EXERCISE BRIEF:
Scan the entries for "push". Every line that holds it is to be copied.
BEGIN STORED DATA
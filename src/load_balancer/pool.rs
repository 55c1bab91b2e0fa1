//! Candidate pool management.
//!
//! # Responsibilities
//! - Own the fixed candidate set and its health state
//! - Apply lazy recovery and the load balancing algorithm on selection
//! - Demote candidates on non-success outcome reports

use serde::Serialize;
use std::sync::{Mutex, MutexGuard, PoisonError};
use std::time::{Duration, Instant};
use thiserror::Error;

use crate::config::BrokerConfig;
use crate::envelope::SUCCESS_STATUS;
use crate::health::Candidate;
use crate::load_balancer::{random::UniformRandom, LoadBalancer};
use crate::observability::metrics;

/// Selection failure.
#[derive(Debug, Clone, Copy, PartialEq, Eq, Error)]
pub enum RouteError {
    #[error("no healthy candidate available")]
    NoHealthyCandidate,
}

/// Point-in-time view of one candidate.
#[derive(Debug, Clone, PartialEq, Serialize)]
pub struct CandidateStatus {
    pub path: String,
    pub healthy: bool,
    /// Seconds since the most recent failure, while unhealthy.
    pub secs_since_failure: Option<f64>,
}

/// The router's candidate set.
#[derive(Debug)]
pub struct CandidatePool {
    /// Coarse lock: recovery scan, selection and demotion are serialized.
    candidates: Mutex<Vec<Candidate>>,
    cooldown: Duration,
    balancer: Box<dyn LoadBalancer>,
}

impl CandidatePool {
    /// Create a pool with uniform random selection. Duplicate paths keep their first entry.
    pub fn new<I, S>(paths: I, cooldown: Duration) -> Self
    where
        I: IntoIterator<Item = S>,
        S: Into<String>,
    {
        Self::with_balancer(paths, cooldown, Box::new(UniformRandom::new()))
    }

    pub fn with_balancer<I, S>(paths: I, cooldown: Duration, balancer: Box<dyn LoadBalancer>) -> Self
    where
        I: IntoIterator<Item = S>,
        S: Into<String>,
    {
        let mut candidates: Vec<Candidate> = Vec::new();
        for path in paths {
            let path = path.into();
            if candidates.iter().any(|c| c.path() == path) {
                tracing::warn!(path = %path, "Duplicate candidate ignored");
                continue;
            }
            metrics::record_candidate_health(&path, true);
            candidates.push(Candidate::new(path));
        }

        Self {
            candidates: Mutex::new(candidates),
            cooldown,
            balancer,
        }
    }

    /// Create a pool from the router configuration.
    pub fn from_config(config: &BrokerConfig) -> Self {
        Self::new(config.candidates.iter().cloned(), config.cooldown())
    }

    pub fn cooldown(&self) -> Duration {
        self.cooldown
    }

    pub fn len(&self) -> usize {
        self.lock().len()
    }

    pub fn is_empty(&self) -> bool {
        self.lock().is_empty()
    }

    /// Select a healthy candidate path.
    pub fn select(&self) -> Result<String, RouteError> {
        self.select_at(Instant::now())
    }

    /// Select as if the current time were `now`.
    ///
    /// Candidates whose cooldown has elapsed are restored before the healthy set is built.
    pub fn select_at(&self, now: Instant) -> Result<String, RouteError> {
        let mut candidates = self.lock();

        for candidate in candidates.iter_mut() {
            if candidate.try_recover(now, self.cooldown) {
                tracing::info!(path = %candidate.path(), "Enabling candidate after cooldown");
                metrics::record_candidate_health(candidate.path(), true);
            }
        }

        let healthy: Vec<&Candidate> = candidates.iter().filter(|c| c.is_healthy()).collect();
        match self.balancer.next_candidate(&healthy) {
            Some(candidate) => Ok(candidate.path().to_string()),
            None => {
                for c in candidates.iter() {
                    tracing::debug!(path = %c.path(), state = ?c.state(), "Candidate status");
                }
                Err(RouteError::NoHealthyCandidate)
            }
        }
    }

    /// Record the outcome of a forwarded request.
    ///
    /// Returns true when a candidate was demoted. Success and unknown paths are no-ops.
    pub fn report_outcome(&self, path: &str, status_code: i64) -> bool {
        self.report_outcome_at(path, status_code, Instant::now())
    }

    pub fn report_outcome_at(&self, path: &str, status_code: i64, now: Instant) -> bool {
        if status_code == SUCCESS_STATUS {
            return false;
        }

        let mut candidates = self.lock();
        let Some(candidate) = candidates.iter_mut().find(|c| c.path() == path) else {
            tracing::debug!(path = %path, status = status_code, "Outcome for unknown candidate ignored");
            return false;
        };

        if candidate.mark_failure(now) {
            metrics::record_candidate_health(path, false);
            metrics::record_candidate_demotion(path);
        }
        tracing::info!(
            path = %path,
            status = status_code,
            cooldown_secs = self.cooldown.as_secs(),
            "Disabling candidate"
        );
        true
    }

    /// Current state of every candidate, in configuration order.
    pub fn snapshot(&self) -> Vec<CandidateStatus> {
        let now = Instant::now();
        self.lock()
            .iter()
            .map(|c| CandidateStatus {
                path: c.path().to_string(),
                healthy: c.is_healthy(),
                secs_since_failure: c
                    .last_failure()
                    .map(|since| now.saturating_duration_since(since).as_secs_f64()),
            })
            .collect()
    }

    fn lock(&self) -> MutexGuard<'_, Vec<Candidate>> {
        // Critical sections never leave the table half-updated.
        self.candidates.lock().unwrap_or_else(PoisonError::into_inner)
    }
}

#[cfg(test)]
mod tests {
    use super::*;
    use std::collections::HashSet;

    fn pool(cooldown: Duration) -> CandidatePool {
        CandidatePool::new(["/a/", "/b/", "/c/"], cooldown)
    }

    #[test]
    fn selects_only_healthy_candidates() {
        let pool = pool(Duration::from_secs(600));
        let now = Instant::now();
        assert!(pool.report_outcome_at("/b/", 500, now));

        for _ in 0..100 {
            let path = pool.select_at(now).unwrap();
            assert!(path == "/a/" || path == "/c/", "got {path}");
        }
    }

    #[test]
    fn success_status_changes_nothing() {
        let pool = pool(Duration::from_secs(600));
        assert!(!pool.report_outcome("/b/", 200));
        assert!(pool.snapshot().iter().all(|c| c.healthy));
    }

    #[test]
    fn unknown_path_is_ignored() {
        let pool = pool(Duration::from_secs(600));
        assert!(!pool.report_outcome("/zzz/", 500));
        assert!(pool.snapshot().iter().all(|c| c.healthy));
    }

    #[test]
    fn exhaustion_when_all_unhealthy() {
        let pool = pool(Duration::from_secs(600));
        let now = Instant::now();
        for path in ["/a/", "/b/", "/c/"] {
            pool.report_outcome_at(path, 503, now);
        }
        assert_eq!(pool.select_at(now), Err(RouteError::NoHealthyCandidate));
        assert_eq!(
            pool.select_at(now + Duration::from_secs(600)),
            Err(RouteError::NoHealthyCandidate)
        );
    }

    #[test]
    fn recovers_after_cooldown_without_reenable_call() {
        let cooldown = Duration::from_secs(60);
        let pool = pool(cooldown);
        let t0 = Instant::now();
        pool.report_outcome_at("/b/", 500, t0);

        // Before the cooldown the candidate never comes back.
        for _ in 0..50 {
            assert_ne!(pool.select_at(t0 + Duration::from_secs(59)).unwrap(), "/b/");
        }

        // The first selection after the cooldown restores it.
        pool.select_at(t0 + cooldown + Duration::from_millis(1)).unwrap();
        assert!(pool.snapshot().iter().all(|c| c.healthy));

        let later = t0 + cooldown + Duration::from_secs(1);
        let mut seen = HashSet::new();
        for _ in 0..300 {
            seen.insert(pool.select_at(later).unwrap());
        }
        assert!(seen.contains("/b/"));
    }

    #[test]
    fn duplicate_paths_are_collapsed() {
        let pool = CandidatePool::new(["/a/", "/a/", "/b/"], Duration::ZERO);
        assert_eq!(pool.len(), 2);
    }

    #[test]
    fn empty_pool_is_exhausted() {
        let pool = CandidatePool::new(Vec::<String>::new(), Duration::ZERO);
        assert!(pool.is_empty());
        assert_eq!(pool.select(), Err(RouteError::NoHealthyCandidate));
    }

    #[test]
    fn snapshot_reports_failure_age() {
        let pool = pool(Duration::from_secs(600));
        pool.report_outcome("/c/", 429);
        let snapshot = pool.snapshot();
        assert_eq!(snapshot.len(), 3);
        assert_eq!(snapshot[2].path, "/c/");
        assert!(!snapshot[2].healthy);
        assert!(snapshot[2].secs_since_failure.is_some());
        assert_eq!(snapshot[0].secs_since_failure, None);
    }

    #[test]
    fn concurrent_select_and_report() {
        let pool = std::sync::Arc::new(pool(Duration::from_secs(600)));
        let mut handles = Vec::new();
        for i in 0..8 {
            let pool = pool.clone();
            handles.push(std::thread::spawn(move || {
                for _ in 0..500 {
                    if i % 2 == 0 {
                        pool.report_outcome("/b/", 502);
                    } else {
                        let _ = pool.select();
                    }
                }
            }));
        }
        for h in handles {
            h.join().unwrap();
        }
        assert!(!pool.snapshot()[1].healthy);
        for _ in 0..100 {
            assert_ne!(pool.select().unwrap(), "/b/");
        }
    }
}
END STORED DATA
COMPLETED TASK:
            candidates.push(Candidate::new(path));
            handles.push(std::thread::spawn(move || {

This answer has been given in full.